= Exercise details =
What is needed is an exact copy of all the lines below.

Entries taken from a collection
********************

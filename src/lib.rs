//! durabletree - durable ordered indexes with a bounded sub-tree cache.
//!
//! # Architecture
//! ```text
//! ┌─────────────────────────────────────────────────────────────────┐
//! │                          durabletree                            │
//! ├─────────────────────────────────────────────────────────────────┤
//! │  ┌─────────────────────────────────────────────────────────┐   │
//! │  │              Tree Cache (cache/)                         │   │
//! │  │   TreeCache: DashMap + pin counts + LRU eviction         │   │
//! │  │   TreeLoader hooks ──► DiskTreeLoader                    │   │
//! │  └─────────────────────────────────────────────────────────┘   │
//! │                              ↓                                  │
//! │  ┌─────────────────────────────────────────────────────────┐   │
//! │  │              Index Layer (index/)                        │   │
//! │  │   OrderedIndex contract ◄── SBTree                       │   │
//! │  │   DurableComponent: create/open/close/reset/delete       │   │
//! │  └─────────────────────────────────────────────────────────┘   │
//! │                              ↓                                  │
//! │  ┌────────────────────────────┐  ┌───────────────────────────┐ │
//! │  │   Encoding (encoding/)     │  │   Storage (storage/)      │ │
//! │  │ varint, Encoder<T>,        │  │ PageStorage, DiskStorage, │ │
//! │  │ EncoderProvider registry   │  │ AtomicOperation, Page     │ │
//! │  └────────────────────────────┘  └───────────────────────────┘ │
//! └─────────────────────────────────────────────────────────────────┘
//! ```
//!
//! # Modules
//! - [`common`] - Shared primitives (FileId, PageId, CollectionPointer, Error, config)
//! - [`encoding`] - Typed encoders and the variable-length integer codec
//! - [`storage`] - Page files, atomic operations, statistics
//! - [`index`] - The ordered index contract and the durable SBTree
//! - [`cache`] - Bounded, reference-counted cache of tree instances
//!
//! # Quick Start
//! ```no_run
//! use std::ops::Bound;
//! use std::sync::Arc;
//! use durabletree::encoding::{EncoderProvider, SizePreference, ValueType};
//! use durabletree::index::{Direction, OrderedIndex, SBTree, TreeConfig};
//! use durabletree::storage::{AtomicOperationsManager, DiskStorage, PageStorage};
//!
//! # fn main() -> durabletree::Result<()> {
//! let storage: Arc<dyn PageStorage> = Arc::new(DiskStorage::open("data")?);
//! let atomic = Arc::new(AtomicOperationsManager::new(storage));
//!
//! let tree = SBTree::new("accounts", atomic);
//! tree.create(TreeConfig::<String, i64>::resolve(
//!     &EncoderProvider::new(),
//!     ValueType::String,
//!     SizePreference::Auto,
//! )?)?;
//!
//! tree.put("alice".to_string(), 100)?;
//! for (name, balance) in tree.range(Bound::Unbounded, Bound::Unbounded, Direction::Forward)? {
//!     println!("{name}: {balance}");
//! }
//! tree.close()?;
//! # Ok(())
//! # }
//! ```

pub mod cache;
pub mod common;
pub mod encoding;
pub mod index;
pub mod storage;

// Re-export commonly used items at crate root for convenience
pub use common::config::PAGE_SIZE;
pub use common::{CacheConfig, CollectionPointer, Error, FileId, PageId, Result};

pub use cache::{DiskTreeLoader, TreeCache};
pub use index::{Direction, OrderedIndex, SBTree, TreeConfig};
pub use storage::{AtomicOperationsManager, DiskStorage, PageStorage};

********************

= Problem solution =
filename src/lib.rs
//! durabletree - durable ordered indexes with a bounded sub-tree cache.
//!
//! # Architecture
//! ```text
//! ┌─────────────────────────────────────────────────────────────────┐
//! │                          durabletree                            │
//! ├─────────────────────────────────────────────────────────────────┤
//! │  ┌─────────────────────────────────────────────────────────┐   │
//! │  │              Tree Cache (cache/)                         │   │
//! │  │   TreeCache: DashMap + pin counts + LRU eviction         │   │
//! │  │   TreeLoader hooks ──► DiskTreeLoader                    │   │
//! │  └─────────────────────────────────────────────────────────┘   │
//! │                              ↓                                  │
//! │  ┌─────────────────────────────────────────────────────────┐   │
//! │  │              Index Layer (index/)                        │   │
//! │  │   OrderedIndex contract ◄── SBTree                       │   │
//! │  │   DurableComponent: create/open/close/reset/delete       │   │
//! │  └─────────────────────────────────────────────────────────┘   │
//! │                              ↓                                  │
//! │  ┌────────────────────────────┐  ┌───────────────────────────┐ │
//! │  │   Encoding (encoding/)     │  │   Storage (storage/)      │ │
//! │  │ varint, Encoder<T>,        │  │ PageStorage, DiskStorage, │ │
//! │  │ EncoderProvider registry   │  │ AtomicOperation, Page     │ │
//! │  └────────────────────────────┘  └───────────────────────────┘ │
//! └─────────────────────────────────────────────────────────────────┘
//! ```
//!
//! # Modules
//! - [`common`] - Shared primitives (FileId, PageId, CollectionPointer, Error, config)
//! - [`encoding`] - Typed encoders and the variable-length integer codec
//! - [`storage`] - Page files, atomic operations, statistics
//! - [`index`] - The ordered index contract and the durable SBTree
//! - [`cache`] - Bounded, reference-counted cache of tree instances
//!
//! # Quick Start
//! ```no_run
//! use std::ops::Bound;
//! use std::sync::Arc;
//! use durabletree::encoding::{EncoderProvider, SizePreference, ValueType};
//! use durabletree::index::{Direction, OrderedIndex, SBTree, TreeConfig};
//! use durabletree::storage::{AtomicOperationsManager, DiskStorage, PageStorage};
//!
//! # fn main() -> durabletree::Result<()> {
//! let storage: Arc<dyn PageStorage> = Arc::new(DiskStorage::open("data")?);
//! let atomic = Arc::new(AtomicOperationsManager::new(storage));
//!
//! let tree = SBTree::new("accounts", atomic);
//! tree.create(TreeConfig::<String, i64>::resolve(
//!     &EncoderProvider::new(),
//!     ValueType::String,
//!     SizePreference::Auto,
//! )?)?;
//!
//! tree.put("alice".to_string(), 100)?;
//! for (name, balance) in tree.range(Bound::Unbounded, Bound::Unbounded, Direction::Forward)? {
//!     println!("{name}: {balance}");
//! }
//! tree.close()?;
//! # Ok(())
//! # }
//! ```

pub mod cache;
pub mod common;
pub mod encoding;
pub mod index;
pub mod storage;

// Re-export commonly used items at crate root for convenience
pub use common::config::PAGE_SIZE;
pub use common::{CacheConfig, CollectionPointer, Error, FileId, PageId, Result};

pub use cache::{DiskTreeLoader, TreeCache};
pub use index::{Direction, OrderedIndex, SBTree, TreeConfig};
pub use storage::{AtomicOperationsManager, DiskStorage, PageStorage};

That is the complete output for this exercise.